> Work request:
Scan the entries below for the word "current", then copy each line that holds it.
══ Input for this task ══
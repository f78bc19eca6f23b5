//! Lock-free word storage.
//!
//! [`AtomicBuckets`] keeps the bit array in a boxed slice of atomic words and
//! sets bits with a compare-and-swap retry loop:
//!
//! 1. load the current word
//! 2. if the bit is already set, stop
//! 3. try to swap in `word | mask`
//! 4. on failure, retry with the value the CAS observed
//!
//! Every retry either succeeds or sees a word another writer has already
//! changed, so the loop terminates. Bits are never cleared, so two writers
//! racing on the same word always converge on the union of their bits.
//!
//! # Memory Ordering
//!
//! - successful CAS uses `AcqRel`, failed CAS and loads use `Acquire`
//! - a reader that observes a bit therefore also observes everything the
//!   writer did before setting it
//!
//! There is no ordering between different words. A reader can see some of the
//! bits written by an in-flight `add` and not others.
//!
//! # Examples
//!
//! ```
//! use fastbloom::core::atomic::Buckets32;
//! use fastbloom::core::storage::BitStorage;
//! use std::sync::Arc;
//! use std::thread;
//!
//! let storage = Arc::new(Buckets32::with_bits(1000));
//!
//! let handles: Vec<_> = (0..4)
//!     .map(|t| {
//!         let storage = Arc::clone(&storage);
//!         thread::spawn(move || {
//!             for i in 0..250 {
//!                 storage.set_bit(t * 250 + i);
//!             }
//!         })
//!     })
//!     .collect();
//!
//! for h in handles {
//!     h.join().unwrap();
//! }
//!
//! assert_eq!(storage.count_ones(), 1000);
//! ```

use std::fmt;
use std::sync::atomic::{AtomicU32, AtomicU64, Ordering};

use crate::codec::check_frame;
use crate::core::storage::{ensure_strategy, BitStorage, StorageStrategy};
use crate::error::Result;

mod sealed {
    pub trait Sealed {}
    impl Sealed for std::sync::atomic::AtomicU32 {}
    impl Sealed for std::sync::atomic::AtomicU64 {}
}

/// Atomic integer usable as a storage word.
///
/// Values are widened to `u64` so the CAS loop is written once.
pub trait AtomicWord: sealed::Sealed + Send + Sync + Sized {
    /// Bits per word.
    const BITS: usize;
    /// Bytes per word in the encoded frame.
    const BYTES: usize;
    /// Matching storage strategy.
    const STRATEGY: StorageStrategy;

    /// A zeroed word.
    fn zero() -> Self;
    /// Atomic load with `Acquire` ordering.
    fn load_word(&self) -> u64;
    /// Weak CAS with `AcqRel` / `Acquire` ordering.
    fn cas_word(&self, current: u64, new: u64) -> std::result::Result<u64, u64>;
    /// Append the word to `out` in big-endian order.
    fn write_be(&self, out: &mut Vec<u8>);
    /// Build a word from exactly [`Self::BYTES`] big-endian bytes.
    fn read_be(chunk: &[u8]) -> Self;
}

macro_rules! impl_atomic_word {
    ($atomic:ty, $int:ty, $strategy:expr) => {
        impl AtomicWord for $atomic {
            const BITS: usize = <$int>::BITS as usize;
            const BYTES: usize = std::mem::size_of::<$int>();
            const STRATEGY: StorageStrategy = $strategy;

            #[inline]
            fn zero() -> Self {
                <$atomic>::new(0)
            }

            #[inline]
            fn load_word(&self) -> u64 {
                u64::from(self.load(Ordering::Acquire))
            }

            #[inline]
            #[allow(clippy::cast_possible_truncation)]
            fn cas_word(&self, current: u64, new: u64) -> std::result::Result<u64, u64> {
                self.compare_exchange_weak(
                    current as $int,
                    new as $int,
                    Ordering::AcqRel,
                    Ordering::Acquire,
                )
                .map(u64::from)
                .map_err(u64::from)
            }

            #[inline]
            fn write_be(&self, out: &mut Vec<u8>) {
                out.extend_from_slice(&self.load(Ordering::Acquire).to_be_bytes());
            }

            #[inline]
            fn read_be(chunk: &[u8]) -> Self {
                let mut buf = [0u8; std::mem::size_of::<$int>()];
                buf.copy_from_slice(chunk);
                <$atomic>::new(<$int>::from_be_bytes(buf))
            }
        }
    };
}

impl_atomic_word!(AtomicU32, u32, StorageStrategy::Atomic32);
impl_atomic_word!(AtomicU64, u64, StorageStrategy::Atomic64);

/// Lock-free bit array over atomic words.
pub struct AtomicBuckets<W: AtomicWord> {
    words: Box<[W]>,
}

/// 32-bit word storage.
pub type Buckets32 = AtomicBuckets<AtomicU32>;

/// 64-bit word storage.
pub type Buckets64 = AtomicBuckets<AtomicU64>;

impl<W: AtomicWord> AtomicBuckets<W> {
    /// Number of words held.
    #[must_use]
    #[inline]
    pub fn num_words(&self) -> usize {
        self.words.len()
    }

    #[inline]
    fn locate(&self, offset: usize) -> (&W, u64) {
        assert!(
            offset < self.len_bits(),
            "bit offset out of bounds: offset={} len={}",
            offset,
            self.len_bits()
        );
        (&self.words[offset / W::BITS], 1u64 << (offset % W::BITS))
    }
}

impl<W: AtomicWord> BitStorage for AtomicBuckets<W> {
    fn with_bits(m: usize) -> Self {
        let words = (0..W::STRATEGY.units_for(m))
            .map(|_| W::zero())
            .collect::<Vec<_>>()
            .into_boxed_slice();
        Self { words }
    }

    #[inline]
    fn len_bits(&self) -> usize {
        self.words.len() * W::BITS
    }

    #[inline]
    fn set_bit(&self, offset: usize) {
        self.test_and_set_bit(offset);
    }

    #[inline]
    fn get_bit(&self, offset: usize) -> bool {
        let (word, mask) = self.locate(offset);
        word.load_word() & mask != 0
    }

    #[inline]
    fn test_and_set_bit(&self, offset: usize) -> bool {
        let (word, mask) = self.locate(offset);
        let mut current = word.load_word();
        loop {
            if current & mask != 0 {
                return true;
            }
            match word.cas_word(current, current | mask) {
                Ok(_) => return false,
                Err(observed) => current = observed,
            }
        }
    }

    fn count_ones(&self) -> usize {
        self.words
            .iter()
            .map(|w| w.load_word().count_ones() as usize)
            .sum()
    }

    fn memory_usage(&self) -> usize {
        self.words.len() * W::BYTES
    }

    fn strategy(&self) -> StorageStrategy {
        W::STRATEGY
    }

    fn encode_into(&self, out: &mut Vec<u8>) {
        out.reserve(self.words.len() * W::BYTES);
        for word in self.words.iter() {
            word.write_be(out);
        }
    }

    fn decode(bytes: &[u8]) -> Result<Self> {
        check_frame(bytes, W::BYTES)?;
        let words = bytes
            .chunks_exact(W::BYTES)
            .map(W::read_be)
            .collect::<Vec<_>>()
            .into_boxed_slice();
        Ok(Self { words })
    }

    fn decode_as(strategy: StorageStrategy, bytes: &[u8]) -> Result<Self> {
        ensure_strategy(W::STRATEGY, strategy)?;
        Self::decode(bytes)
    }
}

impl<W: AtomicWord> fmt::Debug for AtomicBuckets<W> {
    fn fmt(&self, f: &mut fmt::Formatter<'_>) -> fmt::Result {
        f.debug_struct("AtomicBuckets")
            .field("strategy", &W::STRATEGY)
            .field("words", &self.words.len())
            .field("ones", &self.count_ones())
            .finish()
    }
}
═══
> Your response:
//! 1. load the current word
    fn cas_word(&self, current: u64, new: u64) -> std::result::Result<u64, u64>;
            fn cas_word(&self, current: u64, new: u64) -> std::result::Result<u64, u64> {
                    current as $int,
        let mut current = word.load_word();
            if current & mask != 0 {
            match word.cas_word(current, current | mask) {
                Err(observed) => current = observed,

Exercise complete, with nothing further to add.